Wait. I like this one better.
It's Happy New Year, and starts out like this:
"In the arms of a dynamic lover.
"Under the Eiffel Tower drinking champagne with a handsome silver-haired man.
"At the south end of the Appalachian Trail.
"Forget about Y2K. It's all a mirage. But just to be on the safe side, bring a flashlight. And a sack lunch.
"The Appalachian Trail is 2,050 miles of mountain trail from Springer Mountain in northern Georgia to Mount Katadin in central Mine. The Wilderness Society put it together in the 1920s using the Great Indian Warparth from Alabama to Pennsylvania.
"Traditionally it is hiked form south to north, chasing spring up the eastern backbone of the continent. Last year a man hiked it who had hiked it fifty years ago. He said it had gotten harder - a surprise? But what he meant was that in keeping it wild in these days of encroaching development, the trail has retreated to really rougher territory. And to keep it pure in these days of worship of nature and the expensive equipment that allows us to get to nature on weekends, the trail avoids small towns. He said it was harder to hike it independently because it was harder for a lone backpacker to get supplies. Still he had a good time. and in his radio interview, he sounded like the kind of tough old bird who might do it again sometime.
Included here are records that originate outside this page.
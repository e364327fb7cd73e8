//! Error types with rich diagnostics using miette
//!
//! Project loading errors carry the offending JSON as source so the
//! location of a syntax error can be pointed at.

use std::path::PathBuf;

use miette::{Diagnostic, NamedSource, SourceSpan};
use thiserror::Error;

use crate::types::NumericError;

/// Source context for error reporting
#[derive(Debug, Clone)]
pub struct SourceContext {
    /// Name of the source (file name or "<project>")
    pub name: String,
    /// The full source text
    pub source: String,
}

impl SourceContext {
    pub fn new(name: impl Into<String>, source: impl Into<String>) -> Self {
        Self {
            name: name.into(),
            source: source.into(),
        }
    }

    /// Create a NamedSource for miette
    pub fn named_source(&self) -> NamedSource<String> {
        NamedSource::new(&self.name, self.source.clone())
    }

    /// Byte span of a 1-based `line`/`column` position as reported by serde_json.
    ///
    /// Column 0 (serde_json's "before the first character") maps to the
    /// start of the line; positions past the end clamp to the last byte.
    pub fn span_at(&self, line: usize, column: usize) -> SourceSpan {
        let mut offset = 0usize;
        for (idx, text) in self.source.split_inclusive('\n').enumerate() {
            if idx + 1 == line {
                let col = column.saturating_sub(1).min(text.len());
                offset += col;
                break;
            }
            offset += text.len();
        }
        let offset = offset.min(self.source.len().saturating_sub(1));
        let len = usize::from(offset < self.source.len());
        (offset, len).into()
    }
}

// ============================================================================
// Project Errors
// ============================================================================

/// Errors that occur while saving or loading a project
#[derive(Error, Diagnostic, Debug)]
pub enum ProjectError {
    #[error("project file is not valid JSON: {message}")]
    #[diagnostic(code(spinelab::project::syntax))]
    Syntax {
        message: String,
        #[source_code]
        src: NamedSource<String>,
        #[label("parsing stopped here")]
        span: SourceSpan,
    },

    #[error("invalid project format: {reason}")]
    #[diagnostic(
        code(spinelab::project::invalid_format),
        help("a project file is a JSON object with a `labels` array and optional `printMargins`")
    )]
    InvalidFormat {
        reason: String,
        #[source_code]
        src: NamedSource<String>,
        #[label("not a valid project")]
        span: Option<SourceSpan>,
    },

    #[error("failed to serialize project")]
    #[diagnostic(code(spinelab::project::serialize))]
    Serialize {
        #[source]
        source: serde_json::Error,
    },

    #[error("cannot access project file {}", path.display())]
    #[diagnostic(code(spinelab::project::io))]
    Io {
        path: PathBuf,
        #[source]
        source: std::io::Error,
    },
}

// ============================================================================
// Icon Errors
// ============================================================================

/// Errors raised when attaching an uploaded image as a label icon
#[derive(Error, Diagnostic, Debug, PartialEq, Eq)]
pub enum IconError {
    #[error("image is too large: {size} bytes (limit {limit} bytes)")]
    #[diagnostic(
        code(spinelab::icon::image_too_large),
        help("images are embedded in the project file; use one of at most 500 KB")
    )]
    ImageTooLarge { size: usize, limit: usize },

    #[error("image is empty")]
    #[diagnostic(code(spinelab::icon::empty_image))]
    EmptyImage,

    #[error("unsupported media type: {media_type}")]
    #[diagnostic(
        code(spinelab::icon::unsupported_media_type),
        help("only image/* payloads can be used as icons")
    )]
    UnsupportedMediaType { media_type: String },
}

// ============================================================================
// Editor Errors
// ============================================================================

/// Errors surfaced by editor commands. The editor state is unchanged when
/// one of these is returned.
#[derive(Error, Diagnostic, Debug)]
pub enum EditorError {
    #[error(transparent)]
    #[diagnostic(transparent)]
    Icon(#[from] IconError),

    #[error("no label with id {id}")]
    #[diagnostic(code(spinelab::editor::unknown_label))]
    UnknownLabel { id: String },

    #[error("no template named {id}")]
    #[diagnostic(
        code(spinelab::editor::unknown_template),
        help("built-in templates: blank, classic, business, colorful, minimal, archive")
    )]
    UnknownTemplate { id: String },
}

// ============================================================================
// Render Errors
// ============================================================================

/// Errors that occur while setting up rendering
#[derive(Error, Diagnostic, Debug)]
pub enum RenderError {
    #[error("invalid preview zoom {value}")]
    #[diagnostic(code(spinelab::render::invalid_zoom))]
    InvalidZoom {
        value: f64,
        #[source]
        reason: NumericError,
    },

    #[error("failed to write SVG output")]
    #[diagnostic(code(spinelab::render::format))]
    Format(#[from] std::fmt::Error),
}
"The Appalachian Trail is kind of a sneaky New Year's Eve project for the Millennium because it would either begin in a cozy Motel 10 or more purely on the floor of a haul-it-yourself tent. And then it would continue for the next four or fie months as you battled blisters and black bears and whatever else life threw at you on your trip north. You'd probably need more than a flashlight and a sack lunch, but you'd have to carry it yourself. You would have to duck out of life for a while. - with the risk that it wouldn't be there when you got back - or the risk that you might not come back.
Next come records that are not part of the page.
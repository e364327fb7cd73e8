//! Margin calibration sheet
//!
//! A print-scale A4 page that outlines the printable area, puts 10 mm rulers
//! along its edges and marks the sheet corners, so the real offsets of a
//! printer can be measured and entered as margins.

use glam::dvec2;

use crate::errors::RenderError;
use crate::geometry::{PrintMargins, SHEET_HEIGHT, SHEET_WIDTH, available_area, sheet_size};
use crate::types::{Mm, Point, Rect, Rotation, Scaler};

use super::defaults;
use super::svg::{GroupNode, LineNode, RectNode, Stroke, SvgNode, TextLine, TextNode, write_document};
use super::types::{Anchor, DashPattern, WritingMode};

pub const TITLE: &str = "Testdruck - Ordnerrücken-Designer";
pub const INSTRUCTIONS: &str =
    "Messen Sie die Abstände vom Papierrand zum gestrichelten Rahmen. Passen Sie die Ränder entsprechend an.";

const INK: &str = "#000000";

/// Text lines of the info block.
pub fn info_lines(margins: &PrintMargins) -> Vec<String> {
    let area = available_area(margins);
    vec![
        TITLE.to_string(),
        format!(
            "Ränder: Oben {}mm, Rechts {}mm, Unten {}mm, Links {}mm",
            margins.top, margins.right, margins.bottom, margins.left
        ),
        format!("Druckbereich: {}mm × {}mm", area.w, area.h),
        INSTRUCTIONS.to_string(),
    ]
}

/// Tick offsets along a ruler of `length`, starting at 0.
fn ticks(length: Mm) -> impl Iterator<Item = f64> {
    let step = defaults::RULER_STEP.raw();
    let count = if length.raw() > 0.0 { (length.raw() / step).floor() as usize + 1 } else { 0 };
    (0..count).map(move |i| i as f64 * step)
}

fn tick(from: glam::DVec2, to: glam::DVec2, width: f64) -> SvgNode {
    LineNode { from, to, stroke: Stroke::solid(INK, width) }.into()
}

/// Render the calibration sheet for `margins`.
pub fn calibration_svg(margins: &PrintMargins) -> Result<String, RenderError> {
    let scaler = Scaler::PRINT;
    let hairline = scaler.len(defaults::HAIRLINE.to_mm());
    let area = available_area(margins);
    let (left, top) = (margins.left.raw(), margins.top.raw());
    let (right, bottom) = (left + area.w.raw(), top + area.h.raw());
    let depth = defaults::RULER_DEPTH.raw();

    let mut nodes: Vec<SvgNode> = vec![
        RectNode {
            rect: scaler.rect(Rect::new(Point::default(), sheet_size())),
            fill: Some(defaults::SHEET_FILL.to_string()),
            stroke: None,
        }
        .into(),
    ];

    // printable area
    let (on, off) = defaults::DASHED;
    nodes.push(
        RectNode {
            rect: scaler.rect(Rect::new(Point::new(margins.left, margins.top), area)),
            fill: None,
            stroke: Some(Stroke {
                color: defaults::FRAME_COLOR.to_string(),
                width: hairline,
                dash: Some(DashPattern { on: scaler.len(on.to_mm()), off: scaler.len(off.to_mm()) }),
            }),
        }
        .into(),
    );

    // rulers on all four inner edges
    let mut rulers = Vec::new();
    for dx in ticks(area.w) {
        let x = left + dx;
        rulers.push(tick(dvec2(x, top), dvec2(x, top + depth), hairline));
        rulers.push(tick(dvec2(x, bottom - depth), dvec2(x, bottom), hairline));
    }
    for dy in ticks(area.h) {
        let y = top + dy;
        rulers.push(tick(dvec2(left, y), dvec2(left + depth, y), hairline));
        rulers.push(tick(dvec2(right - depth, y), dvec2(right, y), hairline));
    }
    nodes.push(GroupNode { label_id: None, transform: None, children: rulers }.into());

    // centre cross
    let centre = dvec2((left + right) / 2.0, (top + bottom) / 2.0);
    let half = defaults::CROSS_LENGTH.raw() / 2.0;
    let thickness = defaults::CROSS_THICKNESS.raw();
    nodes.push(tick(centre - dvec2(half, 0.0), centre + dvec2(half, 0.0), thickness));
    nodes.push(tick(centre - dvec2(0.0, half), centre + dvec2(0.0, half), thickness));

    // corner marks, one L per sheet corner
    let inset = defaults::CORNER_INSET.raw();
    let arm = defaults::CORNER_LENGTH.raw();
    let (w, h) = (SHEET_WIDTH.raw(), SHEET_HEIGHT.raw());
    for (corner, sx, sy) in [
        (dvec2(inset, inset), 1.0, 1.0),
        (dvec2(w - inset, inset), -1.0, 1.0),
        (dvec2(inset, h - inset), 1.0, -1.0),
        (dvec2(w - inset, h - inset), -1.0, -1.0),
    ] {
        nodes.push(tick(corner, corner + dvec2(sx * arm, 0.0), hairline));
        nodes.push(tick(corner, corner + dvec2(0.0, sy * arm), hairline));
    }

    // info block, with a blank line between entries
    let font_size = scaler.len(defaults::INFO_FONT_SIZE.to_mm());
    let advance = 2.0 * font_size * defaults::LINE_HEIGHT;
    let origin = dvec2(left, top) + dvec2(defaults::INFO_OFFSET.raw(), defaults::INFO_OFFSET.raw());
    let lines = info_lines(margins)
        .into_iter()
        .enumerate()
        .map(|(i, text)| TextLine { at: origin + dvec2(0.0, i as f64 * advance), text })
        .collect();
    nodes.push(
        TextNode {
            lines,
            anchor: Anchor::Start,
            font_family: Some(defaults::INFO_FONT.to_string()),
            font_size,
            bold: false,
            italic: false,
            fill: defaults::INFO_COLOR.to_string(),
            writing_mode: WritingMode::HorizontalTb,
        }
        .into(),
    );

    crate::log::debug!(top = %margins.top, left = %margins.left, "built calibration sheet");
    write_document(scaler.size(sheet_size()), "mm", Rotation::Deg0, &nodes)
}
"The evening in Paris isn't as complicated a Y2K project. Just get there a week early to do some shopping - and find your companion. The City of Lights wouldn't dare go out.
"And that dynamic lover? That's the easy one - or maybe the hard one, depending on how you look at things.
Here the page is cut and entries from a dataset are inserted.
//! Logging shim for layout and editor events.
//!
//! With the `tracing` feature the macros forward to `tracing`; without it
//! they swallow their arguments so call sites cost nothing.

#[cfg(feature = "tracing")]
pub use tracing::{debug, trace, warn};

#[cfg(not(feature = "tracing"))]
#[macro_export]
macro_rules! debug {
    ($($arg:tt)*) => {};
}

#[cfg(not(feature = "tracing"))]
#[macro_export]
macro_rules! trace {
    ($($arg:tt)*) => {};
}

#[cfg(not(feature = "tracing"))]
#[macro_export]
macro_rules! warn {
    ($($arg:tt)*) => {};
}

#[cfg(not(feature = "tracing"))]
pub use crate::{debug, trace, warn};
"I've never heard the word dynamic used that way. Mainly I think of Oldsmobile Dymanic 88s when I hear the word dynamic. So I went to the dictionary.
"It turns out that dymanic is one of those technically vague words that means about anything involving motion and being ready and able. Following its derivation then to now, first came the Greek dunasthai - power, then still more Greek dunamikos - powerful, then the French word dynamiQue and then the English word dymanic.
"My dictionary gave it four definitions -
"1. Of or relating to energy or objects in motion, of or relating to the study of dynamics,
"2. Characterized by continuous change, activity or progress,
"3. Marked by intensity and vigor, forceful,
"4. Of or relating to variation of intensity, as is musical sound.
"Just in case, remember to bring your flashlight and sack lunch."